Due pagine di storia romana. Magnati plebei e dirigenti sindacali De Leon Daniel Bianchi E. (Cur.) - Edizioni Dedalo, 2007 - Paradosis
La storia politica e sociale dell'antica Roma è per molti versi un laboratorio vivente, attualissimo. Grande divulgatore e battagliero militante, organizzatore degli "Industrial Workers of the World", Daniel De Leon seppe cogliere, nei suoi scritti di efficacissima divulgazione, un elemento centrale di quella storia e della nostra: come i vertici del movimento "democratico", divenendo essi stessi parte del ceto dominante, si accordino volentieri con la parte cui dovrebbero opporsi, a danno di quella che dovrebbero rappresentare e difendere. Le "oligarchie" sindacali furono perciò uno dei suoi bersagli. Ragione non ultima, oltre all'efficacia della prosa, che spiega la sua estrema attualità. Ettore Bianchi, che ha tradotto questi due brillanti "saggi popolari", traccia in prefazione una biografia di De Leon, dagli esordi come studioso all'omaggio postumo resogli da Lenin con la proposta di un'edizione in Unione Sovietica dei suoi scritti.

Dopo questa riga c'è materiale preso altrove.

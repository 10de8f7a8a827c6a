//! Ratatui frontend for the triage diagnostics panel.
//!
//! [`draw`] renders one frame from an [`App`]: the diagnostics tree in a
//! bordered panel, then a one-line footer with feed status and key hints.
//! All state lives in the engine; this crate only projects it to styled
//! lines and maps terminal input back onto [`App`] methods.

mod input;
mod theme;

pub use input::{InputPump, apply_key, handle_events};
pub use theme::{Glyphs, Palette, glyphs, palette, severity_color, spinner_frame, styles};

use ratatui::Frame;
use ratatui::layout::{Constraint, Layout, Rect};
use ratatui::style::{Modifier, Style};
use ratatui::text::{Line, Span};
use ratatui::widgets::{Block, BorderType, Borders, Padding, Paragraph};
use unicode_width::UnicodeWidthStr;

use triage_engine::{
    App, DisplayLine, FeedStatus, RowRef, SpanClass, project_group, project_leaf,
};
use triage_types::truncate_with_ellipsis;

/// Renders a complete frame.
pub fn draw(frame: &mut Frame, app: &App) {
    let palette = theme::palette(app.ui_options());
    let glyphs = theme::glyphs(app.ui_options());

    let bg = Block::default().style(Style::default().bg(palette.bg_dark));
    frame.render_widget(bg, frame.area());

    let [tree_area, footer_area] =
        Layout::vertical([Constraint::Min(1), Constraint::Length(1)]).areas(frame.area());

    draw_tree(frame, app, tree_area, &palette, glyphs);
    draw_footer(frame, app, footer_area, &palette, glyphs);
}

fn draw_tree(frame: &mut Frame, app: &App, area: Rect, palette: &Palette, glyphs: &Glyphs) {
    let block = Block::default()
        .borders(Borders::ALL)
        .border_type(BorderType::Rounded)
        .border_style(Style::default().fg(palette.text_muted))
        .title(" Diagnostics ")
        .padding(Padding::horizontal(1));
    let inner = block.inner(area);
    frame.render_widget(block, area);
    if inner.height == 0 || inner.width == 0 {
        return;
    }

    let session = app.session();
    let rows = session.visible_rows();
    if rows.is_empty() {
        let placeholder = Line::from(Span::styled(
            "no diagnostics",
            Style::default().fg(palette.text_muted),
        ));
        frame.render_widget(Paragraph::new(placeholder), inner);
        return;
    }

    let height = inner.height as usize;
    let width = inner.width as usize;
    let selected = session.selected();
    let offset = scroll_offset(selected, rows.len(), height);

    let tree = session.tree();
    let mut lines = Vec::with_capacity(height.min(rows.len()));
    for (row_index, row) in rows.iter().enumerate().skip(offset).take(height) {
        let projected = match *row {
            RowRef::Group { group } => {
                let node = &tree.groups()[group];
                let toggle = if node.is_expanded() {
                    glyphs.expanded
                } else {
                    glyphs.collapsed
                };
                project_group(node, toggle)
            }
            RowRef::Leaf { group, child } => {
                project_leaf(&tree.groups()[group].children()[child])
            }
        };
        lines.push(render_row(&projected, row_index == selected, width, palette));
    }
    frame.render_widget(Paragraph::new(lines), inner);
}

/// First visible row index such that the selection stays on screen while
/// scrolling as little as possible.
fn scroll_offset(selected: usize, row_count: usize, height: usize) -> usize {
    if height == 0 || row_count <= height {
        return 0;
    }
    selected
        .saturating_sub(height - 1)
        .min(row_count - height)
}

/// Converts a projected row into a styled line, truncating the message
/// column when the row overflows and painting the selection background.
fn render_row(line: &DisplayLine, selected: bool, width: usize, palette: &Palette) -> Line<'static> {
    let indent = "  ".repeat(line.depth());

    // Everything except the message keeps its full width; the message
    // column absorbs the overflow.
    let fixed_width: usize = indent.width()
        + line
            .spans()
            .iter()
            .filter(|span| span.class() != SpanClass::Message)
            .map(|span| span.text().width())
            .sum::<usize>();
    let message_budget = width.saturating_sub(fixed_width);

    let mut spans: Vec<Span<'static>> = Vec::with_capacity(line.spans().len() + 2);
    spans.push(Span::raw(indent));
    for span in line.spans() {
        let style = match span.class() {
            SpanClass::Toggle => Style::default().fg(palette.primary),
            SpanClass::GroupPath => Style::default()
                .fg(palette.group)
                .add_modifier(Modifier::BOLD),
            SpanClass::Sign(sign) => Style::default().fg(severity_color(sign, palette)),
            SpanClass::Message => Style::default().fg(palette.text_primary),
            SpanClass::Position => Style::default().fg(palette.text_muted),
        };
        let text = if span.class() == SpanClass::Message && span.text().width() > message_budget {
            truncate_with_ellipsis(span.text(), message_budget)
        } else {
            span.text().to_string()
        };
        spans.push(Span::styled(text, style));
    }

    if selected {
        let used: usize = spans.iter().map(|span| span.content.width()).sum();
        let filler = width.saturating_sub(used);
        if filler > 0 {
            spans.push(Span::raw(" ".repeat(filler)));
        }
        return Line::from(spans).style(
            Style::default()
                .bg(palette.bg_highlight)
                .add_modifier(Modifier::BOLD),
        );
    }
    Line::from(spans)
}

fn draw_footer(frame: &mut Frame, app: &App, area: Rect, palette: &Palette, glyphs: &Glyphs) {
    let session = app.session();
    let width = area.width as usize;

    let mut spans: Vec<Span> = vec![Span::raw(" ")];
    if app.is_syncing() {
        let frame_glyph = spinner_frame(app.tick_count(), app.ui_options());
        spans.push(Span::styled(
            format!("{frame_glyph} "),
            Style::default().fg(palette.primary),
        ));
    }

    if let Some(message) = app.status_message() {
        spans.push(Span::styled(
            truncate_with_ellipsis(message, width.saturating_sub(4)),
            Style::default().fg(palette.text_secondary),
        ));
    } else if let FeedStatus::Failed(reason) = session.feed_status() {
        spans.push(Span::styled(
            format!("{} ", glyphs.status_fail),
            Style::default().fg(palette.error),
        ));
        spans.push(Span::styled(
            truncate_with_ellipsis(reason, width.saturating_sub(24)),
            Style::default().fg(palette.error),
        ));
        spans.push(Span::styled(
            " (stale)",
            Style::default().fg(palette.text_muted),
        ));
    } else if session.tree().is_empty() {
        spans.push(Span::styled(
            format!("{} clean", glyphs.status_ok),
            Style::default().fg(palette.green),
        ));
    } else {
        let tree = session.tree();
        let tally_color = if tree.error_count() > 0 {
            palette.error
        } else if tree.warning_count() > 0 {
            palette.warning
        } else {
            palette.text_muted
        };
        spans.push(Span::styled(
            tree.status_string(),
            Style::default().fg(tally_color),
        ));
        if tree.info_count() > 0 || tree.hint_count() > 0 {
            spans.push(Span::styled(
                format!(" I:{} H:{}", tree.info_count(), tree.hint_count()),
                Style::default().fg(palette.text_muted),
            ));
        }
        if session.rejected_count() > 0 {
            spans.push(Span::styled(
                format!(" │ {} rejected", session.rejected_count()),
                Style::default().fg(palette.warning),
            ));
        }
    }

    let hints = [
        ("j/k", " move  "),
        ("enter", " toggle  "),
        ("r", " rescan  "),
        ("q", " quit "),
    ];
    let hints_width: usize = hints
        .iter()
        .map(|(key, label)| key.width() + label.width())
        .sum();
    let used: usize = spans.iter().map(|span| span.content.width()).sum();
    if width > used + hints_width + 1 {
        spans.push(Span::raw(" ".repeat(width - used - hints_width)));
        for (key, label) in hints {
            spans.push(Span::styled(key, styles::key_highlight(palette)));
            spans.push(Span::styled(label, styles::key_hint(palette)));
        }
    }

    frame.render_widget(Paragraph::new(Line::from(spans)), area);
}

// ────────────────────────────────────────────────────────────────────────────
// Tests
// ────────────────────────────────────────────────────────────────────────────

1956. Racconto di un anno cruciale attraverso l'«Avanti!» (e non solo) La Moglie Salvatore - Edizioni Setteponti, 2026 - Paradosis
Dopo 70 anni, l'Autore ci offre un racconto imperdibile e ben documentato sui tragici fatti del 1956, che hanno segnato un punto di svolta e gettato il seme di tanti cambiamenti, novità e sviluppi politici, ideologici e culturali in Italia e nel mondo. XX Congresso del PCUS, Rapporto segreto di Kruscev, crisi polacca, di Suez e rivoluzione ungherese sono i grandi eventi fatti rivivere, non con la freddezza dello storico ma con una narrazione fluida e avvincente attraverso l'Avanti!, il giornale del Partito Socialista Italiano che, allora, si fece portavoce di una svolta che fu voluta soprattutto dal segretario Pietro Nenni per prendere le distanze dal mondo Comunista. Tale svolta, però, fu una svolta a metà in quanto il partito era spaccato sul legame con il PCI. A fine '56 la rivoluzione impossibile dell'Ungheria per fu un comunismo dal volto umano fu repressa nel sangue dalla Russia. Impossibile perché a prevalere fu la logica delle sfere d'influenza e degli accordi di Yalta tra USA e URSS. Alla fine, il Kruscev anti-Stalin aveva sconfessato se stesso. L'Autore dimostra come il PCI di Togliatti non poteva fare come il PSI di Nenni, pena l'estinzione in pochi anni.